[2014年06月09日]

梅雨深し戦没の子や恋もせで

及川 貞(1899〜1993)

梅雨深しが夏の季語。梅雨、走り梅雨、梅雨(ばいう)、青梅雨、荒梅雨、梅雨空、梅天(ばいてん)、梅雨雲、梅雨前線、長梅雨、送り梅雨、戻り梅雨など多数の同意の季語があります。
梅雨は、5月下旬の「走り梅雨」から始まって、6月上旬から7月半ばにかけて、日本と中国の揚子江流域で見られる1か月以上の長雨の時期を言います。
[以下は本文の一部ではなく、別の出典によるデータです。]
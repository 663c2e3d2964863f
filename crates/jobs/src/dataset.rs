use std::sync::OnceLock;

use chrono::{DateTime, TimeDelta, Utc};

use super::types::JobListing;

#[derive(Debug, Clone, Copy)]
enum Age {
    Hours(i64),
    Days(i64),
}

impl Age {
    fn duration(self) -> TimeDelta {
        match self {
            Self::Hours(hours) => TimeDelta::hours(hours),
            Self::Days(days) => TimeDelta::days(days),
        }
    }
}

struct Seed {
    id: u32,
    title: &'static str,
    company: &'static str,
    location: &'static str,
    salary: &'static str,
    employment_type: &'static str,
    visa: &'static [&'static str],
    description: &'static str,
    requirements: &'static str,
    age: Age,
    category: &'static str,
}

const SEEDS: &[Seed] = &[
    // service
    Seed {
        id: 1,
        title: "Cafe Barista",
        company: "Starbucks Gangnam",
        location: "Seoul, Gangnam-gu",
        salary: "₩10,000 per hour",
        employment_type: "Part-time",
        visa: &["F-2", "F-4", "F-5", "F-6"],
        description: "Looking for a friendly barista with a passion for coffee. Experience in coffee making is a plus.",
        requirements: "Intermediate Korean, available 5 days per week",
        age: Age::Days(2),
        category: "Service",
    },
    Seed {
        id: 2,
        title: "Restaurant Server",
        company: "Bonjuk by TheBorn Korea",
        location: "Seoul, Jongno-gu",
        salary: "₩9,500 per hour",
        employment_type: "Part-time",
        visa: &["D-2", "D-4", "F-2", "F-4", "F-5", "F-6", "H-2"],
        description: "Serve food and assist customers in a Korean restaurant.",
        requirements: "Basic Korean communication, friendly attitude",
        age: Age::Days(1),
        category: "Service",
    },
    Seed {
        id: 3,
        title: "Convenience Store Night Shift",
        company: "CU Convenience Store",
        location: "Seoul, Gwanak-gu",
        salary: "₩11,000 per hour (including night bonus)",
        employment_type: "Part-time",
        visa: &["D-2", "D-4", "F-2", "F-4", "F-5", "F-6", "H-2"],
        description: "Night shift position (10 PM – 6 AM). Cashier and stocking duties.",
        requirements: "Basic Korean, responsible personality",
        age: Age::Hours(12),
        category: "Service",
    },
    Seed {
        id: 4,
        title: "Hotel Waiter / Waitress",
        company: "Shilla Hotel",
        location: "Seoul, Jung-gu",
        salary: "₩10,500 per hour",
        employment_type: "Part-time",
        visa: &["F-2", "F-4", "F-5", "F-6", "H-2"],
        description: "Serve guests at hotel restaurants and banquets.",
        requirements: "Intermediate Korean and English communication skills",
        age: Age::Days(3),
        category: "Service",
    },
    // logistics and delivery
    Seed {
        id: 5,
        title: "Warehouse Packaging Staff",
        company: "Coupang Logistics Center",
        location: "Bucheon, Gyeonggi-do",
        salary: "₩12,000 per hour",
        employment_type: "Short-term",
        visa: &["E-9", "H-2", "F-2", "F-4", "F-5"],
        description: "Work includes packing and preparing goods for shipment in a warehouse environment.",
        requirements: "Physically fit, basic Korean understanding",
        age: Age::Days(1),
        category: "Logistics/Delivery",
    },
    Seed {
        id: 6,
        title: "Delivery Rider",
        company: "Baemin Delivery",
        location: "Incheon, Namdong-gu",
        salary: "₩15,000 per delivery hour (average)",
        employment_type: "Part-time",
        visa: &["H-2", "F-4", "F-5", "F-6"],
        description: "Deliver food orders around local neighborhoods using a motorbike.",
        requirements: "Motorcycle license, smartphone with GPS",
        age: Age::Days(1),
        category: "Logistics/Delivery",
    },
    Seed {
        id: 7,
        title: "Warehouse Loader",
        company: "CJ Logistics",
        location: "Gimpo, Gyeonggi-do",
        salary: "₩11,500 per hour",
        employment_type: "Full-time",
        visa: &["E-9", "H-2", "F-4", "F-5"],
        description: "Loading and unloading parcels and organizing warehouse space.",
        requirements: "Physically strong and able to lift packages up to 20kg",
        age: Age::Days(2),
        category: "Logistics/Delivery",
    },
    // it and development
    Seed {
        id: 8,
        title: "Backend Developer (Python/Django)",
        company: "Tech Startup Korea",
        location: "Seoul, Gangnam-gu",
        salary: "₩40M–₩60M per year",
        employment_type: "Full-time",
        visa: &["E-7", "F-2", "F-5"],
        description: "We are looking for an experienced backend engineer to build scalable systems.",
        requirements: "3+ years of Python experience, AWS experience preferred",
        age: Age::Days(7),
        category: "IT/Development",
    },
    Seed {
        id: 9,
        title: "Frontend Developer (React)",
        company: "NextGen Web Labs",
        location: "Seoul, Mapo-gu",
        salary: "₩45M–₩65M per year",
        employment_type: "Full-time",
        visa: &["E-7", "F-2", "F-5"],
        description: "Develop responsive web interfaces using React and TypeScript.",
        requirements: "2+ years frontend experience, portfolio preferred",
        age: Age::Days(5),
        category: "IT/Development",
    },
    Seed {
        id: 10,
        title: "Data Analyst Intern",
        company: "K-Digital Analytics",
        location: "Seoul, Seocho-gu",
        salary: "₩2,000,000 per month",
        employment_type: "Internship",
        visa: &["D-2", "D-10", "F-2", "F-5", "F-6"],
        description: "Assist data team with SQL queries, dashboards, and basic data visualization.",
        requirements: "Knowledge of Python, Excel, and data analytics tools",
        age: Age::Days(3),
        category: "IT/Development",
    },
    // education
    Seed {
        id: 11,
        title: "English Instructor",
        company: "ABC Language Academy",
        location: "Seoul, Songpa-gu",
        salary: "₩2,500,000 per month",
        employment_type: "Full-time",
        visa: &["E-2", "F-2", "F-5", "F-6"],
        description: "Teach conversational English to elementary school students in small classes.",
        requirements: "Native-level English, teaching experience preferred",
        age: Age::Days(5),
        category: "Education",
    },
    Seed {
        id: 12,
        title: "Math Tutor",
        company: "Bright Minds Academy",
        location: "Seoul, Seongdong-gu",
        salary: "₩25,000 per hour",
        employment_type: "Part-time",
        visa: &["F-2", "F-5", "F-6"],
        description: "Private tutoring for middle school math students. Materials provided.",
        requirements: "Fluent Korean or English, tutoring experience a plus",
        age: Age::Days(2),
        category: "Education",
    },
    // manufacturing
    Seed {
        id: 13,
        title: "Factory Line Worker",
        company: "Samsung Electronics Partner",
        location: "Suwon, Gyeonggi-do",
        salary: "₩2,200,000 per month",
        employment_type: "Full-time",
        visa: &["E-9", "H-2", "F-4", "F-5"],
        description: "Assemble electronic devices on production lines. Dormitory provided.",
        requirements: "Hardworking, night shift availability preferred",
        age: Age::Days(4),
        category: "Manufacturing",
    },
    Seed {
        id: 14,
        title: "Machine Operator",
        company: "Hyundai Precision Parts",
        location: "Ulsan, Nam-gu",
        salary: "₩2,500,000 per month",
        employment_type: "Full-time",
        visa: &["E-9", "H-2", "F-4", "F-5"],
        description: "Operate metal-cutting and assembly machines in an auto parts plant.",
        requirements: "Basic Korean, manufacturing experience preferred",
        age: Age::Days(3),
        category: "Manufacturing",
    },
    // marketing and pr
    Seed {
        id: 15,
        title: "Marketing Intern",
        company: "Global Marketing Co.",
        location: "Seoul, Yeongdeungpo-gu",
        salary: "₩1,800,000 per month",
        employment_type: "Internship",
        visa: &["D-2", "D-10", "F-2", "F-5", "F-6"],
        description: "Assist in social media marketing, content creation, and campaign analysis.",
        requirements: "Advanced Korean, interest in digital marketing",
        age: Age::Days(2),
        category: "Marketing/PR",
    },
    Seed {
        id: 16,
        title: "Social Media Manager",
        company: "Seoul Trend Agency",
        location: "Seoul, Gangnam-gu",
        salary: "₩3,000,000 per month",
        employment_type: "Full-time",
        visa: &["E-7", "F-2", "F-5", "F-6"],
        description: "Manage Instagram, TikTok, and YouTube accounts for brand clients.",
        requirements: "Experience in influencer marketing, fluent English",
        age: Age::Days(4),
        category: "Marketing/PR",
    },
    // translation and interpretation
    Seed {
        id: 17,
        title: "Chinese Translator",
        company: "Global Translation Agency",
        location: "Seoul, Mapo-gu",
        salary: "Negotiable per project",
        employment_type: "Freelance",
        visa: &["F-2", "F-4", "F-5", "F-6"],
        description: "Translation between Chinese and Korean. Remote work available.",
        requirements: "Native Chinese proficiency, 2+ years translation experience",
        age: Age::Days(3),
        category: "Translation/Interpretation",
    },
    Seed {
        id: 18,
        title: "Japanese Interpreter",
        company: "Korea Trade Center",
        location: "Busan, Haeundae-gu",
        salary: "₩250,000 per day",
        employment_type: "Freelance",
        visa: &["F-2", "F-4", "F-5", "F-6"],
        description: "Interpret for business meetings between Korean and Japanese clients.",
        requirements: "Fluent in Japanese and Korean, experience in trade preferred",
        age: Age::Days(2),
        category: "Translation/Interpretation",
    },
];

static DATASET: OnceLock<Vec<JobListing>> = OnceLock::new();

/// The job board, built on first use with posting times relative to that moment.
pub fn dataset() -> &'static [JobListing] {
    DATASET.get_or_init(|| build_dataset(Utc::now()))
}

/// Builds the listings as seen at `now`. Rows keep their board order.
pub fn build_dataset(now: DateTime<Utc>) -> Vec<JobListing> {
    SEEDS
        .iter()
        .map(|seed| JobListing {
            id: seed.id,
            title: seed.title.to_string(),
            company: seed.company.to_string(),
            location: seed.location.to_string(),
            salary: seed.salary.to_string(),
            employment_type: seed.employment_type.to_string(),
            visa: seed.visa.iter().map(|code| code.to_string()).collect(),
            description: seed.description.to_string(),
            requirements: seed.requirements.to_string(),
            posted_at: now - seed.age.duration(),
            category: seed.category.to_string(),
        })
        .collect()
}

pub fn find_listing(listings: &[JobListing], id: u32) -> Option<&JobListing> {
    listings.iter().find(|listing| listing.id == id)
}
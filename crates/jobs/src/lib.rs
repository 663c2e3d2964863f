mod dataset;
mod filter;
mod types;

pub use dataset::{build_dataset, dataset, find_listing};
pub use filter::{ALL, JobFilter, facets, filter_listings};
pub use types::{Facets, JobListing, POSTED_DATE_FORMAT};
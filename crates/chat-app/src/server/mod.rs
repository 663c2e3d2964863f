//! JSON-over-HTTP surface: chat sessions, per-session settings, models and the job board.

mod chat;
mod error;
mod jobs;

use std::sync::Arc;
use std::time::Duration;

use axum::Router;
use axum::extract::DefaultBodyLimit;
use axum::routing::{get, post, put};
use forfore_llm::{ModelLoader, create_backend_factory};
use forfore_storage::MemoryStorage;
use snafu::ResultExt;
use tokio::net::TcpListener;
use tokio::task::JoinHandle;
use tokio::time::MissedTickBehavior;

pub use chat::{HealthResponse, LoadModelRequest, ModelsResponse};
pub use error::{ApiError, status_for};
pub use jobs::{BookmarkResponse, JobsQuery, JobsResponse};

use crate::chat::{ChatService, InferenceWorker, SessionSettings};
use crate::error::{BackendSnafu, BindSnafu, PreloadSnafu, ServeSnafu, ServerResult};
use crate::settings::ServerSettings;

/// Shared handler state.
#[derive(Clone)]
pub struct AppState {
    pub service: Arc<ChatService>,
    /// Upper bound for model loads triggered by settings or `/api/models/load`.
    pub request_timeout: Duration,
}

impl AppState {
    pub fn new(service: Arc<ChatService>, request_timeout: Duration) -> Self {
        Self {
            service,
            request_timeout,
        }
    }
}

pub fn router(state: AppState, max_upload_bytes: usize) -> Router {
    Router::new()
        .route("/health", get(chat::health))
        .route("/api/sessions", post(chat::create_session))
        .route("/api/sessions/{session_id}", get(chat::get_session))
        .route(
            "/api/sessions/{session_id}/settings",
            put(chat::update_settings),
        )
        .route(
            "/api/sessions/{session_id}/messages",
            post(chat::post_message),
        )
        .route(
            "/api/sessions/{session_id}/jobs/saved",
            get(jobs::saved_jobs),
        )
        .route(
            "/api/sessions/{session_id}/jobs/{job_id}/save",
            post(jobs::save_job),
        )
        .route(
            "/api/sessions/{session_id}/jobs/{job_id}/apply",
            post(jobs::apply_job),
        )
        .route("/api/models", get(chat::list_models))
        .route("/api/models/load", post(chat::load_model))
        .route("/api/jobs", get(jobs::list_jobs))
        .route("/api/jobs/facets", get(jobs::job_facets))
        .layer(DefaultBodyLimit::max(max_upload_bytes))
        .with_state(state)
}

/// Wires the backend, loader, worker and chat service described by `settings`.
pub fn build_service(settings: &ServerSettings) -> ServerResult<Arc<ChatService>> {
    let factory = create_backend_factory(settings.backend_config()).context(BackendSnafu {
        stage: "create-backend-factory",
    })?;
    let loader = Arc::new(ModelLoader::new(factory));
    let worker = InferenceWorker::spawn(settings.max_concurrent_inferences);
    let defaults = SessionSettings {
        model_id: settings.default_model_id.clone(),
        max_new_tokens: settings.default_max_new_tokens,
    };

    Ok(Arc::new(ChatService::new(
        Arc::new(MemoryStorage::new()),
        loader,
        worker,
        defaults,
    )))
}

/// Runs the HTTP server until Ctrl+C or SIGTERM; in-flight requests complete before exit.
pub async fn run_http(settings: Arc<ServerSettings>) -> ServerResult<()> {
    let service = build_service(&settings)?;

    if settings.preload_default_model {
        service
            .loader()
            .load(&settings.default_model_id)
            .await
            .context(PreloadSnafu {
                stage: "preload-default-model",
                model_id: settings.default_model_id.clone(),
            })?;
    }

    let eviction = spawn_eviction(
        service.clone(),
        settings.eviction_interval(),
        settings.session_idle_ttl(),
    );

    let app = router(
        AppState::new(service, settings.request_timeout()),
        settings.max_upload_bytes,
    );
    let listener = TcpListener::bind(settings.bind_address.as_str())
        .await
        .context(BindSnafu {
            stage: "bind-http-listener",
            address: settings.bind_address.clone(),
        })?;

    tracing::info!(
        address = %settings.bind_address,
        backend = %settings.backend_id,
        default_model = %settings.default_model_id,
        "forfore listening (Ctrl+C/SIGTERM to stop)"
    );

    let served = axum::serve(listener, app)
        .with_graceful_shutdown(shutdown_signal())
        .await
        .context(ServeSnafu {
            stage: "serve-http",
        });
    eviction.abort();
    served?;

    tracing::info!("forfore stopped");
    Ok(())
}

fn spawn_eviction(
    service: Arc<ChatService>,
    interval: Duration,
    idle_ttl: Duration,
) -> JoinHandle<()> {
    tokio::spawn(async move {
        let mut ticker = tokio::time::interval(interval);
        ticker.set_missed_tick_behavior(MissedTickBehavior::Delay);
        loop {
            ticker.tick().await;
            if let Err(error) = service.evict_idle(idle_ttl) {
                tracing::warn!(error = %error, "idle session eviction failed");
            }
        }
    })
}

async fn shutdown_signal() {
    let ctrl_c = async {
        if let Err(error) = tokio::signal::ctrl_c().await {
            tracing::warn!(error = %error, "failed to listen for Ctrl+C");
            std::future::pending::<()>().await;
        }
    };

    #[cfg(unix)]
    let terminate = async {
        use tokio::signal::unix::{SignalKind, signal};
        match signal(SignalKind::terminate()) {
            Ok(mut sigterm) => {
                sigterm.recv().await;
            }
            Err(error) => {
                tracing::warn!(error = %error, "failed to listen for SIGTERM");
                std::future::pending::<()>().await;
            }
        }
    };

    #[cfg(not(unix))]
    let terminate = std::future::pending::<()>();

    tokio::select! {
        _ = ctrl_c => {}
        _ = terminate => {}
    }
    tracing::info!("shutdown signal received");
}
use chrono::{TimeZone, Utc};
use forfore_jobs::{JobFilter, build_dataset, filter_listings};
use serde_json::{Value, json};

#[test]
fn listing_serializes_with_day_precision_posted_date() {
    let now = Utc
        .with_ymd_and_hms(2025, 11, 2, 9, 30, 0)
        .single()
        .expect("valid instant");
    let listings = build_dataset(now);
    let rows = filter_listings(&listings, &JobFilter::default().with_query("barista"));
    let payload = serde_json::to_value(&rows).expect("serialize");

    assert_eq!(payload.as_array().map(Vec::len), Some(1));
    let row = &payload[0];
    assert_eq!(row["id"], json!(1));
    assert_eq!(row["posted"], json!("2025-10-31"));
    assert_eq!(row["employment_type"], json!("Part-time"));
    assert_eq!(row["visa"], json!(["F-2", "F-4", "F-5", "F-6"]));
    assert!(row.get("posted_at").is_none());
}

#[test]
fn filter_deserializes_from_partial_json() {
    let filter: JobFilter =
        serde_json::from_value(json!({ "category": "Education", "visas": ["F-6"] }))
            .expect("deserialize");
    let listings = build_dataset(Utc::now());

    let titles = filter_listings(&listings, &filter)
        .into_iter()
        .map(|listing| Value::from(listing.title.as_str()))
        .collect::<Vec<_>>();
    assert_eq!(titles, vec![json!("English Instructor"), json!("Math Tutor")]);
}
オホーツク高気圧の冷たく湿った風と、小笠原低気圧の暖かく湿った風が向き合って生まれる停滞前線が梅雨前線の正体ですね。
この句は、1967(昭和42)年刊行の句集「夕焼」に所収されています。
作者は、生んで育てた子を戦争によって、ことごとく失うという人生の険路もありましたが、それを経て上の句のような、亡き子らを思う気持ちに切々たるものがありますね。句を作ることが心の支えになる日常でした。
作者おいかわ・ていの紹介は、2005年8月22日を参照。
(出典:大岡 信著「新 折々のうた1」、岩波新書、1994年刊)
・桂宮が8日、66歳で薨去されました。大学の同じ学部、学科の後輩でした。三笠宮さまには、3人の男子がおられこれで皆亡くなってしまわれたことになります。三笠宮さまの愁嘆如何ばかりかと察します。まさに順逆ですね。合掌。